▶ **What needs to be done**
Report each line of the entries below that has the word "handle" in it.

• • • • • • •

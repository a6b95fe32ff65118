//! Bus backend trait
//!
//! The bus driver (address claiming, clocking, arbitration, NACK handling)
//! lives outside this crate. Backends expose it through [`I2cBus`].

use core::fmt::Display;

use crate::address::{Address, ClaimMode};
use crate::plan::ProtocolMessage;

/// An opened I2C bus handle
///
/// The handle is released when the value is dropped.
pub trait I2cBus {
    /// Backend error, reported to the user through its `Display` text
    type Error: Display;

    /// Associate the handle with `address`
    ///
    /// With [`ClaimMode::Forced`] the claim succeeds even if a kernel driver
    /// is already bound to the address.
    fn claim(&mut self, address: Address, mode: ClaimMode) -> Result<(), Self::Error>;

    /// Submit all messages as one combined transaction
    ///
    /// Messages are transferred in order, separated by repeated starts.
    /// Read messages have their buffers filled in. Partial completion is a
    /// failure.
    fn transfer(&mut self, messages: &mut [ProtocolMessage]) -> Result<(), Self::Error>;
}

// Lets callers keep ownership of a bus while the executor drives it
impl<B: I2cBus + ?Sized> I2cBus for &mut B {
    type Error = B::Error;

    fn claim(&mut self, address: Address, mode: ClaimMode) -> Result<(), Self::Error> {
        (**self).claim(address, mode)
    }

    fn transfer(&mut self, messages: &mut [ProtocolMessage]) -> Result<(), Self::Error> {
        (**self).transfer(messages)
    }
}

• • • • • • •

▶ **Solution to this task**
/// An opened I2C bus handle
/// The handle is released when the value is dropped.
    /// Associate the handle with `address`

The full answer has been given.